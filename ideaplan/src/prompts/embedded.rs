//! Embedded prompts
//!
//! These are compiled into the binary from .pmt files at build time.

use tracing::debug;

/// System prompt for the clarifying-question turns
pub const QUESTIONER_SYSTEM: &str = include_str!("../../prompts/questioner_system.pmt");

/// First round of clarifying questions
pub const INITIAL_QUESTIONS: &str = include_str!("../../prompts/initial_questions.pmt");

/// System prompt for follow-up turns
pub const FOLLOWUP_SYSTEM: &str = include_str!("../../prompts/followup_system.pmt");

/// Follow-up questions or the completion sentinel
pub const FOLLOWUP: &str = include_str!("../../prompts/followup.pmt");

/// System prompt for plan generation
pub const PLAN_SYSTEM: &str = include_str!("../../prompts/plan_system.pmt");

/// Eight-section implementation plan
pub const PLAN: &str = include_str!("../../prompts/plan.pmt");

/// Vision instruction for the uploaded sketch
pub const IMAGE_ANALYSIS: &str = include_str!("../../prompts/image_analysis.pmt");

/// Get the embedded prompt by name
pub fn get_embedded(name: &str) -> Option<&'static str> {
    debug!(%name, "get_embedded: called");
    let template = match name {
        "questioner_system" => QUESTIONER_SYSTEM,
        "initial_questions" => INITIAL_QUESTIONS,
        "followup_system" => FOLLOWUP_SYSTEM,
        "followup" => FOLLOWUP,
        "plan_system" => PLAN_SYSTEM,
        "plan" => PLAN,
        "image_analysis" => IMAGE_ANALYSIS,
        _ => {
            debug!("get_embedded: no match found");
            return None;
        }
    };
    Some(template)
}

**WORK ITEM**
Whenever the string "template" turns up in a line of the data, copy that line.

**YOUR RESPONSE**
    let template = match name {
    Some(template)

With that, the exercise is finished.